Crystal Engineering of Pharmaceutical Co-crystals: "nMR Crystallography" of Niclosamide Co-crystals

Lüdeker D., Gossmann R., Langer K., Brunklaus G.

Abstract

Niclosamide is a Biopharmaceutics Classification System (BCS) class II taeniacide currently reconsidered for new promising applications including treatment of rheumatoid arthritis, prevention of protein degeneration in neurodegenerative diseases, or even multi-targeted therapy of cancer and cancer stem cells. Its efficacy in medical treatments, however, is currently limited by its insufficient solubility or bioavailability.
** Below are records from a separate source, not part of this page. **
use std::num::ParseIntError;

use thiserror::Error;

/// Core error type shared across dialectkit crates.
#[derive(Debug, Error)]
pub enum Error {
    /// The query-execution layer failed (connectivity, syntax, scan).
    #[error("database error: {0}")]
    Db(#[from] sqlx::Error),
    /// A catalog value could not be converted to the model's type.
    #[error("cannot convert {field} value `{value}`: {source}")]
    Conversion {
        field: &'static str,
        value: String,
        #[source]
        source: ParseIntError,
    },
    /// The catalog reported a native type with no generic counterpart.
    #[error("unknown column type `{0}`")]
    UnknownColumnType(String),
    /// An index definition returned by the catalog has no column list.
    #[error("malformed index definition: {0}")]
    MalformedIndexDefinition(String),
    /// No dialect is registered under the requested driver name.
    #[error("unsupported driver: {0}")]
    UnsupportedDriver(String),
    /// The caller supplied an unusable configuration.
    #[error("invalid configuration: {0}")]
    InvalidConfig(String),
}

impl Error {
    pub fn conversion(field: &'static str, value: impl Into<String>, source: ParseIntError) -> Self {
        Error::Conversion {
            field,
            value: value.into(),
            source,
        }
    }
}

/// Convenience alias for results returned by dialectkit crates.
pub type Result<T> = std::result::Result<T, Error>;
Thus, we have further explored the potential of hydrogen-bond-mediated co-crystal formation of niclosamide with suitable co-formers selected from either the "Generally Regarded as Safe" (GRAS) or United States Food and Drug Administration (U.S. FDA) "Everything Added to Food in the United States" (EAFUS) list, respectively. Solvent-assisted solid grinding and/or slow solvent evaporation yielded four new co-crystals: (i) niclosamide-2-aminothiazole (NCL-AT), (ii) niclosamide-benzamide (NCL-BA), (iii) niclosamide-isoniazide (NCL-IN), and (iv) niclosamide-acetamide I and II (NCL-AA-I/NCL-AA-II). The crystal structures of NCL-AA-I/II, NCL-AT were solved from white microcrystalline powder samples on the basis of the combined application of powder X-ray diffraction (PXRD), solid-state NMR, and Density Functional Theory (DFT) chemical shift computation. In addition, the crystal structure of the monohydrate NCL-HA was reconsidered for comparison. Finally an improvement of the equilibrium solubility of the 1:1 co-crystal NCL-AT could be determined (2.8 times that of pristine NCL and 1.4 times that of NCL-UREA co-crystal), suggesting NCL-AT as a candidate for future medical treatment.